Chapter 37

The next day, the storm breaks.

The night before, I made my way to the small island house. It had no electricity due to the hurricane, and one of the windows had shattered, but otherwise it withstood the worst of the weather, and it was a safe place to shelter.

I didn’t see any signs of Piper or Vivienne.

When Trey and the influencers dock the motorboat on Ligia the next day, shocked to find me alive, they explain that Trey woke to find Viv missing. When the others discovered that both the tender and I were gone too, Rachel had the brilliant idea to light up the whole boat like a beacon.
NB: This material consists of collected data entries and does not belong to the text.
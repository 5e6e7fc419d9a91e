use chrono::NaiveDate;
use serde::{Deserialize, Serialize};
use std::fmt;

use crate::decimal::{Money, Rate};

/// which side of the fixed/variable split a rate belongs to
#[derive(Debug, Clone, Copy, PartialEq, Eq, Serialize, Deserialize)]
pub enum RateType {
    Fixed,
    Variable,
}

impl fmt::Display for RateType {
    fn fmt(&self, f: &mut fmt::Formatter<'_>) -> fmt::Result {
        match self {
            RateType::Fixed => write!(f, "Fixed"),
            RateType::Variable => write!(f, "Variable"),
        }
    }
}

/// a single payment reducing the outstanding balance on its effective date
#[derive(Debug, Clone, Copy, PartialEq, Eq, Serialize, Deserialize)]
pub struct PaymentRecord {
    pub effective_date: NaiveDate,
    pub amount: Money,
}

impl PaymentRecord {
    pub fn new(effective_date: NaiveDate, amount: Money) -> Self {
        Self { effective_date, amount }
    }
}

/// one calendar day of the balance trajectory
#[derive(Debug, Clone, Copy, PartialEq, Eq, Serialize, Deserialize)]
pub struct DailyBalanceEntry {
    pub date: NaiveDate,
    /// balance brought forward from the previous day
    pub opening_balance: Money,
    /// annual rate applied on this day
    pub rate: Rate,
    pub rate_type: RateType,
    pub interest: Money,
    /// sum of all payments effective on this day
    pub payment: Money,
    /// balance carried forward, never negative
    pub balance: Money,
}

impl DailyBalanceEntry {
    /// payment net of the day's interest
    pub fn principal_repaid(&self) -> Money {
        self.payment - self.interest
    }

    pub fn has_payment(&self) -> bool {
        self.payment.is_positive()
    }
}
//! Plain-text loan summaries for the terminal.

use crate::balance::{BalanceSchedule, ScheduleComparison};
use crate::config::{LoanConfiguration, DATE_FORMAT};
use crate::decimal::{Money, Rate};
use crate::payments::{AmortizationSchedule, OverpaymentComparison};

const RULE_WIDTH: usize = 30;

/// format as pounds with thousands separators, e.g. `£331,794.00`
pub fn format_currency(amount: Money) -> String {
    let rounded = format!("{:.2}", amount.to_pence().as_decimal().abs());
    let (whole, pence) = rounded.split_once('.').unwrap_or((rounded.as_str(), "00"));

    let mut grouped = String::with_capacity(whole.len() + whole.len() / 3);
    for (i, digit) in whole.chars().enumerate() {
        if i > 0 && (whole.len() - i) % 3 == 0 {
            grouped.push(',');
        }
        grouped.push(digit);
    }

    let sign = if amount.to_pence().is_negative() { "-" } else { "" };
    format!("{}£{}.{}", sign, grouped, pence)
}

fn format_rate(rate: Rate) -> String {
    format!("{:.2}%", rate.as_percentage())
}

fn header(lines: &mut Vec<String>, title: &str) {
    lines.push("=".repeat(RULE_WIDTH));
    lines.push(format!(" {}", title));
    lines.push("-".repeat(RULE_WIDTH));
}

/// amount, term and rate structure
fn loan_terms(config: &LoanConfiguration, lines: &mut Vec<String>) {
    lines.push(format!("• Amount: {}", format_currency(config.principal)));
    lines.push(format!(
        "• Term: {} years ({} months)",
        config.tenure_years,
        config.tenure_months()
    ));

    match (config.fixed_rate, config.variable_rate, config.fixed_tenure_years) {
        (Some(fixed), Some(variable), Some(years)) => {
            lines.push(format!("• Fixed: {} for {} years", format_rate(fixed), years));
            lines.push(format!("• Variable: {} thereafter", format_rate(variable)));
        }
        (Some(fixed), _, _) => {
            lines.push(format!("• Fixed Rate: {} (full term)", format_rate(fixed)))
        }
        (None, Some(variable), _) => {
            lines.push(format!("• Variable Rate: {} (full term)", format_rate(variable)))
        }
        (None, None, _) => {}
    }
}

fn repayment_ratio_line(ratio: Option<rust_decimal::Decimal>) -> Option<String> {
    ratio.map(|ratio| format!("• Repayment Ratio: £{} for every £1 borrowed", ratio))
}

/// summary of a repayment schedule, optionally with a monthly overpayment
pub fn loan_summary(
    config: &LoanConfiguration,
    schedule: &AmortizationSchedule,
    overpayment: Option<Money>,
) -> Vec<String> {
    let mut lines = Vec::new();
    header(&mut lines, "Loan Summary");
    loan_terms(config, &mut lines);

    lines.push(format!("• Monthly Payment: {}", format_currency(schedule.initial_payment())));
    if let Some(amount) = overpayment.filter(|amount| amount.is_positive()) {
        lines.push(format!("• Monthly Overpayment: {}", format_currency(amount)));
    }
    lines.push(format!("• Total Interest: {}", format_currency(schedule.total_interest)));
    lines.extend(repayment_ratio_line(schedule.repayment_ratio()));

    lines
}

/// summary with the effect of overpaying against the contractual schedule
pub fn comparison_summary(
    config: &LoanConfiguration,
    comparison: &OverpaymentComparison,
) -> Vec<String> {
    let mut lines = Vec::new();
    header(&mut lines, "Loan Summary");
    loan_terms(config, &mut lines);

    if comparison.monthly_overpayment.is_positive() {
        lines.push(format!(
            "• Monthly Overpayment: {}",
            format_currency(comparison.monthly_overpayment)
        ));
    }
    lines.extend(repayment_ratio_line(comparison.standard_ratio));

    lines.push(" Comparison Summary:".to_string());
    if let Some(ratio) = comparison.overpayment_ratio {
        lines.push(format!("   - Overpayment Repayment Ratio: £{} per £1 borrowed", ratio));
    }
    lines.push(format!(
        "   - Mortgage Term with Overpayment: {} year(s) and {} month(s)",
        comparison.years, comparison.months
    ));
    lines.push(format!("   - Interest Savings: {}", format_currency(comparison.interest_saved)));

    lines
}

/// summary of a daily balance run, with its comparison to the no-payment
/// baseline when one is given
pub fn balance_summary(
    schedule: &BalanceSchedule,
    baseline: Option<&ScheduleComparison>,
) -> Vec<String> {
    let summary = schedule.summary();
    let mut lines = Vec::new();
    header(&mut lines, "Balance Summary");
    loan_terms(schedule.config(), &mut lines);

    lines.push(format!(
        "• Period: {} to {} ({} days)",
        summary.start_date.format(DATE_FORMAT),
        summary.end_date.format(DATE_FORMAT),
        summary.total_days
    ));
    lines.push(format!("• Total Paid: {}", format_currency(summary.total_payments)));
    lines.push(format!("• Interest Charged: {}", format_currency(summary.total_interest)));
    lines.push(format!("• Balance: {}", format_currency(summary.final_balance)));

    if let Some(paid_on) = summary.payoff_date {
        lines.push(format!("• Paid Off: {}", paid_on.format(DATE_FORMAT)));
    }
    if summary.absorbed_excess.is_positive() {
        lines.push(format!("• Overpaid By: {}", format_currency(summary.absorbed_excess)));
    }
    if summary.unapplied_payments > 0 {
        lines.push(format!("• Payments Not Applied: {}", summary.unapplied_payments));
    }

    if let Some(comparison) = baseline {
        lines.push(" Against No Payments:".to_string());
        lines.push(format!(
            "   - Interest Savings: {}",
            format_currency(comparison.interest_saved)
        ));
        lines.push(format!(
            "   - Balance Reduction: {}",
            format_currency(comparison.balance_reduction)
        ));
    }

    lines
}
pub mod accrual;
pub mod schedule;

pub use accrual::{AccrualEngine, DayCountConvention, DAYS_IN_YEAR};
pub use schedule::RateSchedule;
use rust_decimal::Decimal;
use serde::{Deserialize, Serialize};

use crate::config::LoanConfiguration;
use crate::decimal::Money;
use crate::errors::{MortgageError, Result};

use super::amortization::{
    calculate_monthly_payment, AmortizationSchedule, RatePeriods, ScheduleLedger,
};

/// repayment schedule with a constant monthly overpayment on top of the
/// contractual payment
#[derive(Debug, Clone)]
pub struct OverpaymentSchedule {
    pub overpayment: Money,
    pub schedule: AmortizationSchedule,
}

impl OverpaymentSchedule {
    /// run the loan down month by month until the balance drops to a penny
    ///
    /// Each payment is the lesser of what is owed and the contractual payment
    /// plus `overpayment`, rounded to pence.
    pub fn generate(config: &LoanConfiguration, overpayment: Money) -> Result<Self> {
        config.validate()?;
        if overpayment.is_negative() {
            return Err(MortgageError::configuration(format!(
                "overpayment must not be negative, got {}",
                overpayment
            )));
        }

        let periods = RatePeriods::from_config(config);
        let mut ledger = ScheduleLedger::new(config.principal, config.start_date);

        let mut balance = config.principal;
        let mut contractual = Money::ZERO;
        let mut month = 0;

        while balance > Money::PENNY {
            month += 1;
            let (rate, rate_type) = periods.rate_for_month(month);
            if let Some(remaining) = periods.period_starting(month) {
                contractual = calculate_monthly_payment(balance, rate, remaining);
                log::debug!(
                    "month {}: {} payment {} plus overpayment {}",
                    month,
                    rate_type,
                    contractual,
                    overpayment
                );
            }

            let interest = balance.interest_at(rate.monthly_rate());
            let payment = (balance + interest).min(contractual + overpayment).to_pence();
            if payment <= interest {
                return Err(MortgageError::configuration(format!(
                    "payment of {} in month {} does not cover interest of {}",
                    payment, month, interest
                )));
            }

            balance -= payment - interest;
            ledger.record(month, rate, rate_type, payment, interest, balance)?;
        }

        log::info!("paid off after {} months with overpayment {}", month, overpayment);

        Ok(Self {
            overpayment,
            schedule: ledger.into_schedule(periods.tenure_months),
        })
    }

    /// months until the loan is cleared
    pub fn months(&self) -> u32 {
        self.schedule.payments.len() as u32
    }

    pub fn total_interest(&self) -> Money {
        self.schedule.total_interest
    }

    /// measure this schedule against the contractual one
    pub fn compare(&self, standard: &AmortizationSchedule) -> OverpaymentComparison {
        let months = self.months();
        let standard_months = standard.payments.len() as u32;

        OverpaymentComparison {
            monthly_overpayment: self.overpayment,
            standard_months,
            overpayment_months: months,
            years: months / 12,
            months: months % 12,
            months_saved: standard_months.saturating_sub(months),
            interest_saved: (standard.total_interest - self.schedule.total_interest).to_pence(),
            standard_ratio: standard.repayment_ratio(),
            overpayment_ratio: self.schedule.repayment_ratio(),
        }
    }
}

/// effect of overpaying, against the contractual schedule
#[derive(Debug, Clone, PartialEq, Eq, Serialize, Deserialize)]
pub struct OverpaymentComparison {
    pub monthly_overpayment: Money,
    pub standard_months: u32,
    pub overpayment_months: u32,
    /// term with overpayment, as whole years plus months
    pub years: u32,
    pub months: u32,
    pub months_saved: u32,
    pub interest_saved: Money,
    pub standard_ratio: Option<Decimal>,
    pub overpayment_ratio: Option<Decimal>,
}

#[cfg(test)]
mod tests {
    use super::*;
    use crate::decimal::Rate;
    use crate::types::RateType;
    use chrono::NaiveDate;
    use pretty_assertions::assert_eq;

    fn config() -> LoanConfiguration {
        LoanConfiguration::builder()
            .principal(Money::from_major(200_000))
            .fixed_rate(Rate::from_percentage(6))
            .start_date(NaiveDate::from_ymd_opt(2024, 1, 1).unwrap())
            .tenure_years(30)
            .build()
            .unwrap()
    }

    #[test]
    fn test_overpayment_shortens_term() {
        let schedule = OverpaymentSchedule::generate(&config(), Money::from_major(200)).unwrap();

        assert_eq!(schedule.months(), 252);
        assert!(schedule.schedule.final_balance() <= Money::PENNY);

        let first = &schedule.schedule.payments[0];
        assert_eq!(first.payment, Money::from_str_exact("1399.10").unwrap());

        // final payment only clears what is owed
        let last = schedule.schedule.payments.last().unwrap();
        assert!(last.payment < first.payment);
        assert!(schedule.schedule.payments.iter().all(|p| p.payment == p.payment.to_pence()));
    }

    #[test]
    fn test_comparison_against_standard() {
        let config = config();
        let standard = AmortizationSchedule::generate(&config).unwrap();
        let overpaid = OverpaymentSchedule::generate(&config, Money::from_major(200)).unwrap();

        let comparison = overpaid.compare(&standard);
        assert_eq!(comparison.years, 21);
        assert_eq!(comparison.months, 0);
        assert_eq!(comparison.months_saved, 108);
        assert!(comparison.interest_saved > Money::from_major(75_000));
        assert!(comparison.overpayment_ratio < comparison.standard_ratio);
        assert_eq!(comparison.standard_ratio, Some(Decimal::new(216, 2)));
    }

    #[test]
    fn test_overpayment_across_rate_switch() {
        let config = LoanConfiguration::builder()
            .principal(Money::from_major(150_000))
            .fixed_rate(Rate::from_percentage(4))
            .variable_rate(Rate::from_percentage(7))
            .fixed_tenure_years(5)
            .start_date(NaiveDate::from_ymd_opt(2024, 6, 1).unwrap())
            .tenure_years(25)
            .build()
            .unwrap();

        let schedule = OverpaymentSchedule::generate(&config, Money::from_major(100)).unwrap();
        let payments = &schedule.schedule.payments;

        assert_eq!(payments[59].rate_type, RateType::Fixed);
        assert_eq!(payments[60].rate_type, RateType::Variable);
        assert!(payments[60].payment > payments[59].payment);
        assert!(schedule.months() < 300);
        assert!(schedule.schedule.final_balance() <= Money::PENNY);
    }

    #[test]
    fn test_negative_overpayment_rejected() {
        let result = OverpaymentSchedule::generate(&config(), Money::from_major(-1));
        assert!(matches!(result, Err(MortgageError::InvalidConfiguration { .. })));
    }
}
//! Key and shift types.

use std::fmt;
use std::str::FromStr;

use serde::{Deserialize, Serialize};

use crate::define_key;
use crate::ValidationError;

// =============================================================================
// Keys
// =============================================================================

define_key!(StaffNumber, "staffnumber");
define_key!(WardNumber, "wardnumber");

// =============================================================================
// Shift
// =============================================================================

/// A working period within a day.
#[derive(Debug, Clone, Copy, PartialEq, Eq, Hash, Serialize, Deserialize)]
pub enum Shift {
    Morning,
    Late,
    Night,
}

impl Shift {
    /// The storage column holding the shift.
    pub const FIELD: &'static str = "shift";

    /// All shifts, in rota order.
    pub const ALL: [Shift; 3] = [Shift::Morning, Shift::Late, Shift::Night];

    /// Canonical name as stored.
    pub fn as_str(&self) -> &'static str {
        match self {
            Shift::Morning => "Morning",
            Shift::Late => "Late",
            Shift::Night => "Night",
        }
    }
}

impl fmt::Display for Shift {
    fn fmt(&self, f: &mut fmt::Formatter<'_>) -> fmt::Result {
        f.write_str(self.as_str())
    }
}

impl FromStr for Shift {
    type Err = ValidationError;

    fn from_str(s: &str) -> Result<Self, Self::Err> {
        let trimmed = s.trim();
        if trimmed.is_empty() {
            return Err(ValidationError::MissingField(Self::FIELD));
        }
        Shift::ALL
            .into_iter()
            .find(|shift| shift.as_str().eq_ignore_ascii_case(trimmed))
            .ok_or_else(|| ValidationError::InvalidShift(trimmed.to_string()))
    }
}

// =============================================================================
// Tests
// =============================================================================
Trey unearths a radio in the beach house and calls for help, and within two hours, the island is swarming with the Coast Guard and the police.

“So you don’t know what happened to Ms. Rockland after you both were thrown from the boat?” Detective Juarez asks me after I finish catching him up.

“No. I don’t even know for sure that she went overboard,” I admit. “We must have smashed into a rock. But I guess it’s possible she managed to stay onboard. Maybe she’s okay.”

Detective Juarez raises his brows in a way that makes it very clear he’s not holding his breath.

We’ve been sitting in one of the beach house’s bedrooms for almost an hour.

His partner is talking to Trey Bardi in the other room, and the Empress influencers are up next.

The Coast Guard is zipping around the island and the surrounding waters, looking for any signs of Piper and Viv now that the storm has passed.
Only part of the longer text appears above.